Today’s Teenagers Don’t Believe In The American Dream, Millennials Have Changing Ideas About Money Says New Study


In America, the streets are paved with gold and hard work can take anyone from rags to riches in a single generation — or at least that’s the American Dream.

Today’s teenagers, however, are starting to realize the American Dream might be dead.

At least that’s the conclusion of a study published recently in the Journal of Poverty.

The study’s authors, Carol Hostetter, Sabrina Williamson Sullenberger, and Leila Wood, asked teenagers a series of questions about their future in 1996 and again in 2011. The responses were telling.

In 1996, the teens felt confident about their future and believed in the American Dream.

There’s been extraordinary examples of people that have been poor and stuff that have risen to the top just from their personal hard work … not everybody can do that, I realize, but I think a lot of people could if they just tried.”

In 2011, however, teenagers with a different world view began to question the American Dream.
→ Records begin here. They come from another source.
//! dllb - Command-line tool for building a main and an editor-only DLL

use std::process::ExitCode;

use dllbuilder::cli;

fn main() -> ExitCode {
    cli::run()
}
//! Build pipeline module for dllbuilder
//!
//! Turns a tree of `.cs` sources into a main artifact and an editor-only
//! artifact by driving an external compiler twice.
//!
//! # Overview
//!
//! The build pipeline consists of:
//! - **Discovery**: Scan the source root and partition files by editor scope
//! - **Assembly**: Build one compiler request per phase from sources,
//!   references and defines
//! - **Execution**: Invoke the compiler service, main phase first
//!
//! # Example
//!
//! ```ignore
//! use dllbuilder::build::{BuildContext, BuildPipeline, ProcessCompiler, SourceList};
//! use dllbuilder::config::load_config;
//!
//! let config = load_config(None)?;
//! let context = BuildContext::new(config, project_root);
//! let mut sources = SourceList::new();
//! sources.set_root(context.src_dir())?;
//!
//! let pipeline = BuildPipeline::new(&context, &sources, &references, &defines);
//! let result = pipeline.run(&ProcessCompiler::default());
//! println!("{}", result.summary());
//! ```

pub mod compiler;
pub mod context;
pub mod discovery;
pub mod pipeline;
pub mod progress;
pub mod request;
pub mod result;
pub mod scope;
pub mod target;

pub use compiler::*;
pub use context::*;
pub use discovery::*;
pub use pipeline::*;
pub use progress::*;
pub use request::*;
pub use result::*;
pub use scope::*;
pub use target::*;
//! Editor scoping rule shared by source discovery and reference filtering.

use std::path::Path;

/// Directory marker that places a path in editor scope.
pub const EDITOR_MARKER: &str = "Editor";

/// Extension of the source files picked up by discovery.
pub const SOURCE_EXTENSION: &str = "cs";

/// Conditional-compilation symbol forced into every editor build.
pub const EDITOR_DEFINE: &str = "UNITY_EDITOR";

/// Suffix appended to the main artifact name for the editor artifact.
pub const EDITOR_SUFFIX: &str = ".Editor";

/// Extension of produced and referenced artifacts.
pub const ARTIFACT_EXTENSION: &str = "dll";

/// Check whether a path belongs to editor scope.
///
/// This is a case-sensitive substring match on the whole path string, so
/// `Assets/Editor/Tool.cs`, `EditorTools/Foo.cs` and `Managed/UnityEditor.dll`
/// are all editor scoped, while `assets/editor/Foo.cs` is not.
pub fn is_editor_scoped(path: &Path) -> bool {
    path.to_string_lossy().contains(EDITOR_MARKER)
}

#[cfg(test)]
mod tests {
    use super::*;

    #[test]
    fn test_editor_directory_is_scoped() {
        assert!(is_editor_scoped(Path::new("/project/Sub/Editor/B.cs")));
        assert!(is_editor_scoped(Path::new("/Managed/UnityEditor.dll")));
    }

    #[test]
    fn test_plain_paths_are_not_scoped() {
        assert!(!is_editor_scoped(Path::new("/project/A.cs")));
        assert!(!is_editor_scoped(Path::new("/Managed/UnityEngine.dll")));
    }

    #[test]
    fn test_marker_is_case_sensitive() {
        assert!(!is_editor_scoped(Path::new("/project/editor/B.cs")));
        assert!(!is_editor_scoped(Path::new("/project/EDITOR/B.cs")));
    }
}
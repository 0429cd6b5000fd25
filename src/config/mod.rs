//! Configuration module for dllbuilder
//!
//! Provides types and parsing for `dllb.toml` project configuration.

pub mod loader;
pub mod schema;

pub use loader::{default_config, load_config, CliOverrides, ConfigError};
pub use schema::*;
//! Logging setup for the `dllb` binary.
//!
//! Library code only emits `tracing` events; the binary decides where they
//! go. Output always goes to stderr so stdout stays clean for listings.

use tracing::Level;
use tracing_subscriber::{fmt, layer::SubscriberExt, util::SubscriberInitExt, EnvFilter};

/// Level for a `-v` count.
///
/// - 0: warn
/// - 1 (`-v`): info
/// - 2 (`-vv`): debug
/// - 3+: trace
pub fn level_for_verbosity(verbosity: u8) -> Level {
    match verbosity {
        0 => Level::WARN,
        1 => Level::INFO,
        2 => Level::DEBUG,
        _ => Level::TRACE,
    }
}

/// Install the global subscriber.
///
/// `RUST_LOG` wins over the verbosity count when set. Calling this twice is
/// harmless; the second subscriber is ignored.
pub fn init_logging(verbosity: u8) {
    let filter = EnvFilter::try_from_default_env().unwrap_or_else(|_| {
        EnvFilter::new(format!(
            "dllbuilder={}",
            level_for_verbosity(verbosity).as_str().to_lowercase()
        ))
    });

    let _ = tracing_subscriber::registry()
        .with(filter)
        .with(fmt::layer().with_writer(std::io::stderr).with_target(false))
        .try_init();
}

#[cfg(test)]
mod tests {
    use super::*;

    #[test]
    fn test_level_for_verbosity() {
        assert_eq!(level_for_verbosity(0), Level::WARN);
        assert_eq!(level_for_verbosity(1), Level::INFO);
        assert_eq!(level_for_verbosity(2), Level::DEBUG);
        assert_eq!(level_for_verbosity(7), Level::TRACE);
    }

    #[test]
    fn test_init_logging_twice() {
        init_logging(0);
        init_logging(2);
    }
}
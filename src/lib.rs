//! dllbuilder - Two-phase DLL build orchestration
//!
//! This library provides functionality to:
//! - Partition a C# source tree into main and editor-only buckets
//! - Keep persisted reference and define lists
//! - Drive an external compiler to produce a main artifact and an
//!   editor artifact that references it

pub mod build;
pub mod cli;
pub mod config;
pub mod defines;
pub mod logging;
pub mod references;
pub mod store;
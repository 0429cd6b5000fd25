//! Build requests handed to the compiler service.

use std::path::PathBuf;

/// Warning level requested from the compiler: report everything.
pub const WARNING_LEVEL: u8 = 1;

/// How the compiler treats diagnostics.
#[derive(Debug, Clone, Copy, PartialEq, Eq)]
pub struct DiagnosticsPolicy {
    /// Promote warnings to errors
    pub warnings_as_errors: bool,
    /// Warning level passed to the compiler
    pub warning_level: u8,
}

impl Default for DiagnosticsPolicy {
    fn default() -> Self {
        Self { warnings_as_errors: true, warning_level: WARNING_LEVEL }
    }
}

/// Snapshot of everything one compiler invocation needs.
///
/// Built fresh for every phase and never persisted.
#[derive(Debug, Clone, PartialEq, Eq)]
pub struct BuildRequest {
    /// Artifact to write
    pub output: PathBuf,
    /// Source files, in compile order
    pub sources: Vec<PathBuf>,
    /// Artifacts to reference
    pub references: Vec<PathBuf>,
    /// Conditional-compilation symbols
    pub defines: Vec<String>,
    /// Diagnostics policy
    pub policy: DiagnosticsPolicy,
    /// Request an optimized build
    pub optimize: bool,
}

impl BuildRequest {
    /// Create a request with the fixed policy and optimization on.
    pub fn new(
        output: PathBuf,
        sources: Vec<PathBuf>,
        references: Vec<PathBuf>,
        defines: Vec<String>,
    ) -> Self {
        Self {
            output,
            sources,
            references,
            defines,
            policy: DiagnosticsPolicy::default(),
            optimize: true,
        }
    }
}
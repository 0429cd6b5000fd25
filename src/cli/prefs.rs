//! Preference commands (refs, defines)

use clap::Subcommand;
use std::path::Path;
use std::process::ExitCode;

use crate::config::CliOverrides;

use super::{
    load_context, load_defines, load_references, open_store, EXIT_ERROR, EXIT_INVALID_ARGS,
    EXIT_SUCCESS,
};

#[derive(Subcommand)]
pub enum RefsAction {
    /// List references in build order
    List,
    /// Add a reference artifact
    Add {
        /// Path to the artifact (stored exactly as given)
        path: String,
    },
    /// Remove the reference at an index shown by `list`
    Remove {
        /// Index of the reference
        index: usize,
    },
}

#[derive(Subcommand)]
pub enum DefinesAction {
    /// List conditional-compilation symbols
    List,
    /// Add a symbol
    Add {
        /// Symbol name
        flag: String,
    },
    /// Remove the symbol at an index shown by `list`
    Remove {
        /// Index of the symbol
        index: usize,
    },
}

/// Execute the refs command
pub fn run_refs(config: Option<&Path>, action: RefsAction) -> ExitCode {
    let context = match load_context(config, &CliOverrides::default()) {
        Ok(context) => context,
        Err(e) => {
            eprintln!("Error loading config: {}", e);
            return ExitCode::from(EXIT_ERROR);
        }
    };
    let mut references = load_references(&context, open_store(&context));

    match action {
        RefsAction::List => {
            if references.is_empty() {
                println!("No references");
            }
            for (index, entry) in references.entries().iter().enumerate() {
                let scope = if entry.is_editor_only() { "  (editor)" } else { "" };
                println!("{:>3}  {}{}", index, entry.path, scope);
            }
            ExitCode::from(EXIT_SUCCESS)
        }
        RefsAction::Add { path } => match references.add(&path) {
            Ok(true) => {
                println!("Added {}", path);
                ExitCode::from(EXIT_SUCCESS)
            }
            Ok(false) => {
                println!("Already present: {}", path);
                ExitCode::from(EXIT_SUCCESS)
            }
            Err(e) => {
                eprintln!("Error: {}", e);
                ExitCode::from(EXIT_ERROR)
            }
        },
        RefsAction::Remove { index } => match references.remove(index) {
            Ok(Some(entry)) => {
                println!("Removed {}", entry.path);
                ExitCode::from(EXIT_SUCCESS)
            }
            Ok(None) => {
                eprintln!("Error: no reference at index {} ({} listed)", index, references.len());
                ExitCode::from(EXIT_INVALID_ARGS)
            }
            Err(e) => {
                eprintln!("Error: {}", e);
                ExitCode::from(EXIT_ERROR)
            }
        },
    }
}

/// Execute the defines command
pub fn run_defines(config: Option<&Path>, action: DefinesAction) -> ExitCode {
    let context = match load_context(config, &CliOverrides::default()) {
        Ok(context) => context,
        Err(e) => {
            eprintln!("Error loading config: {}", e);
            return ExitCode::from(EXIT_ERROR);
        }
    };
    let mut defines = load_defines(open_store(&context));

    match action {
        DefinesAction::List => {
            for (index, symbol) in defines.list().iter().enumerate() {
                println!("{:>3}  {}", index, symbol);
            }
            ExitCode::from(EXIT_SUCCESS)
        }
        DefinesAction::Add { flag } => match defines.add(&flag) {
            Ok(true) => {
                println!("Added {}", flag.trim());
                ExitCode::from(EXIT_SUCCESS)
            }
            Ok(false) => {
                println!("Not added: '{}' is empty or already present", flag);
                ExitCode::from(EXIT_SUCCESS)
            }
            Err(e) => {
                eprintln!("Error: {}", e);
                ExitCode::from(EXIT_ERROR)
            }
        },
        DefinesAction::Remove { index } => match defines.remove(index) {
            Ok(Some(symbol)) => {
                println!("Removed {}", symbol);
                ExitCode::from(EXIT_SUCCESS)
            }
            Ok(None) => {
                eprintln!("Error: no define at index {} ({} listed)", index, defines.len());
                ExitCode::from(EXIT_INVALID_ARGS)
            }
            Err(e) => {
                eprintln!("Error: {}", e);
                ExitCode::from(EXIT_ERROR)
            }
        },
    }
}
“You can always work hard, but if you aren’t given the opportunity or you don’t have the funds to be able to continue working hard then you never get the chance to get out of where you are.”

That opinion reflects a changing reality faced by high school and college graduates after 2006. The Great Recession and a challenging job market has left many graduates feeling left out and forgotten.

The American Dream was no longer a reality, at least not for them.

A similar study showed dismal employment rates for high school and college graduates after 2006. Only 3 out of 10 high school graduates were employed full time.

If the American Dream fairy tale ever existed, it’s dead now.

College, once the favored destination of high school graduates, has become a limited option. Today’s teenagers have to balance going to college with a lifetime of debt, and many simply don’t see the benefit. That is, unless they come from a rich family.

Maybe that’s what is behind the changing idea that money can indeed buy happiness, or at least put a down payment on it.

Billionaire Warren Buffet agrees. He recently called poverty the “American Nightmare” and called on presidential contenders to make an issue of it during the 2016 race, according to the Inquisitr.

In a country where Wall Street gets billion dollar bailouts, how can the nation’s future be left behind?

How do you feel about the American Dream?